## YOUR TASK:
Each line below that includes the word "false" is to be reported.

## EXTRACTED RECORDS:
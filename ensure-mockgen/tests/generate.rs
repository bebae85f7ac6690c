mod common;

use std::{path::Path, sync::Arc};

use common::{FakeBackend, MemFs, config};
use ensure_core::{CancelToken, ExitCleanup, FILE_PERMISSIONS};
use ensure_manifest::Package;
use ensure_mockgen::{ConfigError, Error, GenerationFailure, MockGenerator};

fn packages() -> Vec<Package> {
    vec![
        Package::new("github.com/some/pkg/abc", &["Iface1", "Iface2"]),
        Package::new("github.com/my/mod/internal/store", &["Store"]),
        Package::new("github.com/my/mod/sub/internal/db/sql", &["Querier"]),
        Package::new("github.com/other/xyz", &["Doer"]),
    ]
}

fn generator(fs: &Arc<MemFs>, backend: FakeBackend) -> MockGenerator {
    MockGenerator::new(fs.clone(), Arc::new(backend), ExitCleanup::new())
}

#[test]
fn test_generate_writes_every_mock() {
    let fs = Arc::new(MemFs::default());
    let cfg = config(Path::new("/root"), packages());

    let summary = generator(&fs, FakeBackend::default())
        .generate_mocks(&CancelToken::new(), &cfg)
        .expect("generation should succeed");

    let paths: Vec<_> = summary.generated.iter().map(|m| m.path.clone()).collect();
    assert_eq!(
        paths,
        vec![
            Path::new("/root/internal/mocks/github.com/some/pkg/mock_abc/mock_abc.go"),
            Path::new("/root/internal/mocks/mock_store/mock_store.go"),
            Path::new("/root/sub/internal/mocks/db/mock_sql/mock_sql.go"),
            Path::new("/root/internal/mocks/github.com/other/mock_xyz/mock_xyz.go"),
        ]
    );
    assert_eq!(
        summary.generated[0].package,
        "github.com/some/pkg/abc: Iface1,Iface2"
    );

    let files = fs.snapshot();
    let (contents, mode) = &files[Path::new("/root/sub/internal/mocks/db/mock_sql/mock_sql.go")];
    assert_eq!(*mode, FILE_PERMISSIONS);
    insta::assert_snapshot!(contents, @r"
    // mock of github.com/my/mod/sub/internal/db/sql (Querier) from /root/sub

    // NEW creates a MockQuerier.
    func (*MockQuerier) NEW(ctrl *gomock.Controller) *MockQuerier {
    	return NewMockQuerier(ctrl)
    }
    ");

    assert!(
        fs.dirs
            .lock()
            .unwrap()
            .contains(Path::new("/root/sub/internal/mocks/db/mock_sql"))
    );
}

#[test]
fn test_sequential_and_concurrent_write_identical_files() {
    let run = |disable_parallel: bool| {
        let fs = Arc::new(MemFs::default());
        let mut cfg = config(Path::new("/root"), packages());
        cfg.disable_parallel_generation = disable_parallel;

        let summary = generator(&fs, FakeBackend::default())
            .generate_mocks(&CancelToken::new(), &cfg)
            .expect("generation should succeed");
        (summary, fs.snapshot())
    };

    let (sequential_summary, sequential_files) = run(true);
    let (concurrent_summary, concurrent_files) = run(false);

    assert_eq!(sequential_files.len(), 4);
    assert_eq!(sequential_files, concurrent_files);
    assert_eq!(sequential_summary, concurrent_summary);
}

#[test]
fn test_sequential_and_concurrent_report_identical_failures() {
    let failing = ["github.com/some/pkg/abc", "github.com/other/xyz"];
    let run = |disable_parallel: bool| {
        let fs = Arc::new(MemFs::default());
        let mut cfg = config(Path::new("/root"), packages());
        cfg.disable_parallel_generation = disable_parallel;

        let err = generator(&fs, FakeBackend::failing(&failing))
            .generate_mocks(&CancelToken::new(), &cfg)
            .expect_err("generation should fail");
        (err.to_string(), fs.snapshot())
    };

    let (sequential_err, sequential_files) = run(true);
    let (concurrent_err, concurrent_files) = run(false);

    assert_eq!(sequential_err, concurrent_err);
    assert_eq!(sequential_files, concurrent_files);
    assert_eq!(sequential_files.len(), 2);
    insta::assert_snapshot!(sequential_err, @r"
    unable to generate at least one mock:
     - could not generate mock for 'github.com/some/pkg/abc: Iface1,Iface2': mockgen: cannot load github.com/some/pkg/abc
     - could not generate mock for 'github.com/other/xyz: Doer': mockgen: cannot load github.com/other/xyz
    ");
}

#[test]
fn test_failure_does_not_stop_other_packages() {
    let fs = Arc::new(MemFs::default());
    let cfg = config(
        Path::new("/root"),
        vec![
            Package::new("github.com/pkg/a", &["A"]),
            Package::new("github.com/pkg/b", &["B"]),
        ],
    );

    let err = generator(&fs, FakeBackend::failing(&["github.com/pkg/a"]))
        .generate_mocks(&CancelToken::new(), &cfg)
        .expect_err("package a should fail");

    let Error::GenerationFailed { failures } = &err else {
        panic!("unexpected error: {err:?}");
    };
    assert_eq!(failures.len(), 1);
    assert_eq!(failures[0].package(), "github.com/pkg/a: A");

    let files = fs.snapshot();
    assert_eq!(files.len(), 1);
    let (contents, _) = &files[Path::new("/root/internal/mocks/github.com/pkg/mock_b/mock_b.go")];
    assert!(contents.starts_with("// mock of github.com/pkg/b (B) from /root\n"));
}

#[test]
fn test_write_failure_is_reported_with_path() {
    let target = "/root/internal/mocks/github.com/pkg/mock_a/mock_a.go";
    let fs = Arc::new(MemFs::with_failing_write(target));
    let cfg = config(Path::new("/root"), vec![Package::new("github.com/pkg/a", &["A"])]);

    let err = generator(&fs, FakeBackend::default())
        .generate_mocks(&CancelToken::new(), &cfg)
        .expect_err("write should fail");

    assert_eq!(
        err.to_string(),
        format!(
            "unable to generate at least one mock:\n - could not create file '{target}' for 'github.com/pkg/a: A': read-only"
        )
    );
}

#[test]
fn test_directory_failure_is_captured_per_package() {
    let target = "/root/internal/mocks/github.com/pkg/mock_a";
    let fs = Arc::new(MemFs::with_failing_dir(target));
    let cfg = config(
        Path::new("/root"),
        vec![
            Package::new("github.com/pkg/a", &["A"]),
            Package::new("github.com/pkg/b", &["B"]),
        ],
    );

    let err = generator(&fs, FakeBackend::default())
        .generate_mocks(&CancelToken::new(), &cfg)
        .expect_err("creating the directory should fail");

    assert_eq!(
        err.to_string(),
        format!(
            "unable to generate at least one mock:\n - could not create directory '{target}' for 'github.com/pkg/a: A': read-only"
        )
    );
    let Error::GenerationFailed { failures } = &err else {
        panic!("unexpected error: {err:?}");
    };
    assert!(matches!(failures[0], GenerationFailure::CreateDir { .. }));

    let files = fs.snapshot();
    assert_eq!(
        files.keys().collect::<Vec<_>>(),
        vec![Path::new("/root/internal/mocks/github.com/pkg/mock_b/mock_b.go")]
    );
}

#[test]
fn test_cancelled_generation_is_distinguished() {
    let fs = Arc::new(MemFs::default());
    let mut cfg = config(Path::new("/root"), packages());
    cfg.disable_parallel_generation = true;
    let cancel = CancelToken::new();
    cancel.cancel();

    let err = generator(&fs, FakeBackend::default())
        .generate_mocks(&cancel, &cfg)
        .expect_err("cancelled generation should fail");

    let Error::GenerationFailed { failures } = &err else {
        panic!("unexpected error: {err:?}");
    };
    assert_eq!(failures.len(), 4);
    assert!(failures.iter().all(|failure| failure.is_cancelled()));
    assert!(fs.snapshot().is_empty());
}

#[test]
fn test_invalid_config_generates_nothing() {
    let fs = Arc::new(MemFs::default());
    let backend = Arc::new(FakeBackend::default());
    let cfg = config(
        Path::new("/root"),
        vec![
            Package::new("github.com/pkg/a", &["A"]),
            Package::new("github.com/pkg/a", &["B"]),
        ],
    );

    let err = MockGenerator::new(fs.clone(), backend.clone(), ExitCleanup::new())
        .generate_mocks(&CancelToken::new(), &cfg)
        .expect_err("duplicates should be rejected");

    let Error::InvalidConfig { errors } = err else {
        panic!("unexpected error: {err:?}");
    };
    assert_eq!(
        errors,
        vec![ConfigError::DuplicatePackagePath {
            package: "github.com/pkg/a".to_string()
        }]
    );
    assert!(backend.requests.lock().unwrap().is_empty());
    assert!(fs.snapshot().is_empty());
}

#[test]
fn test_backend_runs_in_destination_working_dir() {
    let fs = Arc::new(MemFs::default());
    let backend = Arc::new(FakeBackend::default());
    let mut cfg = config(Path::new("/root"), packages());
    cfg.disable_parallel_generation = true;

    MockGenerator::new(fs, backend.clone(), ExitCleanup::new())
        .generate_mocks(&CancelToken::new(), &cfg)
        .expect("generation should succeed");

    let requests = backend.requests.lock().unwrap();
    let dirs: Vec<_> = requests.iter().map(|r| r.working_dir.as_path()).collect();
    assert_eq!(
        dirs,
        vec![
            Path::new("/root"),
            Path::new("/root"),
            Path::new("/root/sub"),
            Path::new("/root"),
        ]
    );
    assert_eq!(requests[0].interfaces, vec!["Iface1", "Iface2"]);
}

#[test]
fn test_cleanup_runs_only_when_interrupted() {
    let cfg = config(Path::new("/root"), packages());

    let fs = Arc::new(MemFs::default());
    let cleanup = ExitCleanup::new();
    MockGenerator::new(fs.clone(), Arc::new(FakeBackend::default()), cleanup.clone())
        .generate_mocks(&CancelToken::new(), &cfg)
        .expect("generation should succeed");
    assert!(!cleanup.finish());
    assert!(fs.globbed.lock().unwrap().is_empty());

    let fs = Arc::new(MemFs::default());
    let cleanup = ExitCleanup::new();
    MockGenerator::new(fs.clone(), Arc::new(FakeBackend::default()), cleanup.clone())
        .generate_mocks(&CancelToken::new(), &cfg)
        .expect("generation should succeed");
    cleanup.trigger();
    assert!(cleanup.finish());

    let mut globbed = fs.globbed.lock().unwrap().clone();
    globbed.sort();
    assert_eq!(
        globbed,
        vec![
            "/root/gomock_reflect_*".to_string(),
            "/root/sub/gomock_reflect_*".to_string(),
        ]
    );
}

## RESPONSE TO THIS TASK:
    let (concurrent_summary, concurrent_files) = run(false);
    let (concurrent_err, concurrent_files) = run(false);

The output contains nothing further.